<<<<

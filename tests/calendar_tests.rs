mod common;

use chrono::{Datelike, NaiveDate};
use common::reservation;
use rfindash::core::calendar::{
    CalendarCursor, GRID_CELLS, WeekStart, build_month_grid, build_month_grid_starting,
    days_in_month, first_weekday_of_month, first_weekday_of_month_starting, has_reservations,
    is_supported_month, month_name, next_month, previous_month, reservations_in_month, reservations_on_day,
};

fn ymd(y: i32, m: u32, d: u32) -> NaiveDate {
    NaiveDate::from_ymd_opt(y, m, d).expect("valid date")
}

#[test]
fn test_grid_always_has_42_cells() {
    for year in [1999, 2000, 2023, 2024, 2100] {
        for month0 in 0..12 {
            let view = build_month_grid(year, month0);
            assert_eq!(view.cells.len(), GRID_CELLS, "{year}-{month0}");

            let monday = build_month_grid_starting(year, month0, WeekStart::Monday);
            assert_eq!(monday.cells.len(), GRID_CELLS, "{year}-{month0} monday");
        }
    }
}

#[test]
fn test_current_month_cells_are_1_to_n_in_order() {
    for year in [2023, 2024] {
        for month0 in 0..12 {
            let view = build_month_grid(year, month0);
            let days: Vec<u32> = view.current_month_cells().map(|c| c.day).collect();
            let expected: Vec<u32> = (1..=days_in_month(year, month0)).collect();
            assert_eq!(days, expected, "{year}-{month0}");
        }
    }
}

#[test]
fn test_first_current_cell_sits_at_first_weekday() {
    for year in [2000, 2024, 2026] {
        for month0 in 0..12 {
            let view = build_month_grid(year, month0);
            let pos = view
                .cells
                .iter()
                .position(|c| c.is_current_month)
                .expect("current month present");
            assert_eq!(pos as u32, first_weekday_of_month(year, month0));
            assert_eq!(view.cells[pos].day, 1);
        }
    }
}

#[test]
fn test_cell_dates_are_consecutive() {
    let view = build_month_grid(2024, 11);
    for pair in view.cells.windows(2) {
        assert_eq!(pair[0].date.succ_opt(), Some(pair[1].date));
    }
    for cell in &view.cells {
        assert_eq!(cell.date.day(), cell.day);
    }
}

#[test]
fn test_february_lengths() {
    assert_eq!(days_in_month(2024, 1), 29);
    assert_eq!(days_in_month(2023, 1), 28);
    assert_eq!(days_in_month(2000, 1), 29);
    assert_eq!(days_in_month(1900, 1), 28);
    assert_eq!(days_in_month(2024, 3), 30);
    assert_eq!(days_in_month(2024, 11), 31);
}

#[test]
fn test_february_2024_grid() {
    assert_eq!(first_weekday_of_month(2024, 1), 4);

    let view = build_month_grid(2024, 1);
    let lead: Vec<u32> = view.cells[..4].iter().map(|c| c.day).collect();
    assert_eq!(lead, vec![28, 29, 30, 31]);
    assert!(view.cells[..4].iter().all(|c| !c.is_current_month));
    assert_eq!(view.cells[4].date, ymd(2024, 2, 1));
    assert_eq!(view.cells[32].date, ymd(2024, 2, 29));

    let tail: Vec<u32> = view.cells[33..].iter().map(|c| c.day).collect();
    assert_eq!(tail, (1..=9).collect::<Vec<u32>>());
    assert_eq!(view.cells[41].date, ymd(2024, 3, 9));
}

#[test]
fn test_month_starting_on_sunday_has_no_leading_cells() {
    let view = build_month_grid(2024, 8);
    assert_eq!(first_weekday_of_month(2024, 8), 0);
    assert!(view.cells[0].is_current_month);
    assert_eq!(view.cells[0].day, 1);
}

#[test]
fn test_january_borrows_december_of_previous_year() {
    let view = build_month_grid(2000, 0);
    assert_eq!(first_weekday_of_month(2000, 0), 6);
    assert_eq!(view.cells[0].date, ymd(1999, 12, 26));
    assert_eq!(view.cells[5].date, ymd(1999, 12, 31));
    assert_eq!(view.cells[6].date, ymd(2000, 1, 1));
}

#[test]
fn test_december_spills_into_next_year() {
    let view = build_month_grid(2024, 11);
    assert_eq!(view.cells[31].date, ymd(2025, 1, 1));
    assert_eq!(view.cells[41].date, ymd(2025, 1, 11));
}

#[test]
fn test_monday_start_shifts_columns() {
    assert_eq!(first_weekday_of_month_starting(2024, 8, WeekStart::Monday), 6);
    assert_eq!(first_weekday_of_month_starting(2021, 1, WeekStart::Monday), 0);

    let view = build_month_grid_starting(2021, 1, WeekStart::Monday);
    assert_eq!(view.cells[0].date, ymd(2021, 2, 1));
    assert_eq!(view.cells.iter().filter(|c| !c.is_current_month).count(), 14);
    assert_eq!(WeekStart::Monday.labels()[0], "Mo");
    assert_eq!(WeekStart::Sunday.labels()[0], "Su");
}

#[test]
fn test_grid_is_idempotent() {
    assert_eq!(build_month_grid(2024, 4), build_month_grid(2024, 4));
}

#[test]
fn test_month_navigation_wraps_years() {
    assert_eq!(previous_month(2024, 0), (2023, 11));
    assert_eq!(next_month(2024, 11), (2025, 0));
    assert_eq!(next_month(2024, 5), (2024, 6));
    assert_eq!(month_name(2), "March");
    assert_eq!(build_month_grid(2024, 1).title(), "February 2024");
}

#[test]
#[should_panic]
fn test_month_out_of_range_panics() {
    build_month_grid(2024, 12);
}

#[test]
fn test_supported_months_stop_at_the_calendar_edges() {
    assert!(is_supported_month(2024, 1));
    assert!(!is_supported_month(2024, 12));

    let min = NaiveDate::MIN.year();
    let max = NaiveDate::MAX.year();
    assert!(!is_supported_month(min, 0));
    assert!(is_supported_month(min, 1));
    assert!(!is_supported_month(max, 11));
    assert!(is_supported_month(max, 10));

    assert_eq!(build_month_grid(min, 1).cells.len(), GRID_CELLS);
    assert_eq!(build_month_grid(max, 10).cells.len(), GRID_CELLS);
}

#[test]
fn test_reservations_on_day_sorted_by_start_time() {
    let records = vec![
        reservation(1, "2024-03-15", "14:00"),
        reservation(2, "2024-03-15", "09:00"),
        reservation(3, "2024-03-16", "08:00"),
    ];

    let hits = reservations_on_day(&records, 2024, 2, 15);
    let ids: Vec<i64> = hits.iter().map(|r| r.id).collect();
    assert_eq!(ids, vec![2, 1]);

    assert!(has_reservations(&records, 2024, 2, 16));
    assert!(!has_reservations(&records, 2024, 2, 17));
    assert!(reservations_on_day(&records, 2024, 2, 17).is_empty());
}

#[test]
fn test_equal_start_times_keep_input_order() {
    let records = vec![
        reservation(7, "2024-03-15", "10:00"),
        reservation(3, "2024-03-15", "10:00:00"),
        reservation(5, "2024-03-15", "09:30"),
    ];

    let ids: Vec<i64> = reservations_on_day(&records, 2024, 2, 15)
        .iter()
        .map(|r| r.id)
        .collect();
    assert_eq!(ids, vec![5, 7, 3]);
}

#[test]
fn test_malformed_records_are_skipped_or_sorted_last() {
    let records = vec![
        reservation(1, "15/03/2024", "09:00"),
        reservation(2, "2024-03-15", "later"),
        reservation(3, "2024-03-15", "11:00"),
    ];

    let ids: Vec<i64> = reservations_on_day(&records, 2024, 2, 15)
        .iter()
        .map(|r| r.id)
        .collect();
    assert_eq!(ids, vec![3, 2]);
}

#[test]
fn test_nonexistent_day_has_no_reservations() {
    let records = vec![reservation(1, "2024-03-01", "09:00")];
    assert!(reservations_on_day(&records, 2024, 1, 30).is_empty());
    assert!(!has_reservations(&records, 2024, 1, 30));
}

#[test]
fn test_empty_record_set() {
    assert!(reservations_on_day(&[], 2024, 2, 15).is_empty());
    assert!(!has_reservations(&[], 2024, 2, 15));
}

#[test]
fn test_reservations_in_month_keeps_input_order() {
    let records = vec![
        reservation(1, "2024-03-20", "09:00"),
        reservation(2, "2024-04-01", "09:00"),
        reservation(3, "2024-03-02", "09:00"),
    ];
    let ids: Vec<i64> = reservations_in_month(&records, 2024, 2)
        .iter()
        .map(|r| r.id)
        .collect();
    assert_eq!(ids, vec![1, 3]);
}

#[test]
fn test_cursor_navigation_clears_selection() {
    let mut cursor = CalendarCursor::on(ymd(2024, 12, 24));
    assert_eq!(cursor.selected_day(), Some(24));

    cursor.next_month();
    assert_eq!((cursor.year(), cursor.month0()), (2025, 0));
    assert_eq!(cursor.selected_day(), None);

    cursor.select_day(10);
    cursor.previous_month();
    assert_eq!((cursor.year(), cursor.month0()), (2024, 11));
    assert_eq!(cursor.selected_day(), None);

    cursor.select_day(3);
    cursor.select_month(5);
    assert_eq!(cursor.selected_day(), None);

    cursor.select_day(3);
    cursor.select_year(2030);
    assert_eq!((cursor.year(), cursor.month0()), (2030, 5));
    assert_eq!(cursor.selected_day(), None);
}

#[test]
fn test_cursor_ignores_out_of_range_and_adjacent_cells() {
    let mut cursor = CalendarCursor::new(2024, 1);
    assert!(!cursor.select_day(30));
    assert_eq!(cursor.selected_day(), None);

    assert!(cursor.select_day(29));
    assert_eq!(cursor.selected_date(), Some(ymd(2024, 2, 29)));

    let grid = cursor.grid(WeekStart::Sunday);
    let adjacent = grid.cells[0];
    assert!(!cursor.select_cell(&adjacent));
    assert_eq!(cursor.selected_day(), Some(29));

    let tenth = grid.cells[4 + 9];
    assert!(cursor.select_cell(&tenth));
    assert_eq!(cursor.selected_day(), Some(10));
    assert!(cursor.is_selected(&tenth));
    assert!(!cursor.is_selected(&adjacent));
}

#[test]
fn test_cursor_visible_reservations() {
    let records = vec![
        reservation(1, "2024-03-15", "14:00"),
        reservation(2, "2024-03-15", "09:00"),
        reservation(3, "2024-03-02", "08:00"),
        reservation(4, "2024-04-15", "08:00"),
    ];

    let mut cursor = CalendarCursor::new(2024, 2);
    let month: Vec<i64> = cursor.visible_reservations(&records).iter().map(|r| r.id).collect();
    assert_eq!(month, vec![1, 2, 3]);

    cursor.select_day(15);
    let day: Vec<i64> = cursor.visible_reservations(&records).iter().map(|r| r.id).collect();
    assert_eq!(day, vec![2, 1]);

    cursor.clear_selection();
    assert_eq!(cursor.selected_day(), None);
}

#[test]
fn test_year_options_span_ten_years() {
    let cursor = CalendarCursor::new(2024, 0);
    let years = cursor.year_options();
    assert_eq!(years.len(), 10);
    assert_eq!(years.first(), Some(&2019));
    assert_eq!(years.last(), Some(&2028));
}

>>>>

*PROBLEM DESCRIPTION*: Please write out the lines that run from the one with "assert_eq!(day, vec![2, 1]);" to the end of the records, both included, exactly as they appear.

*ANSWER BELOW*:
    assert_eq!(day, vec![2, 1]);

    cursor.clear_selection();
    assert_eq!(cursor.selected_day(), None);
}

#[test]
fn test_year_options_span_ten_years() {
    let cursor = CalendarCursor::new(2024, 0);
    let years = cursor.year_options();
    assert_eq!(years.len(), 10);
    assert_eq!(years.first(), Some(&2019));
    assert_eq!(years.last(), Some(&2028));
}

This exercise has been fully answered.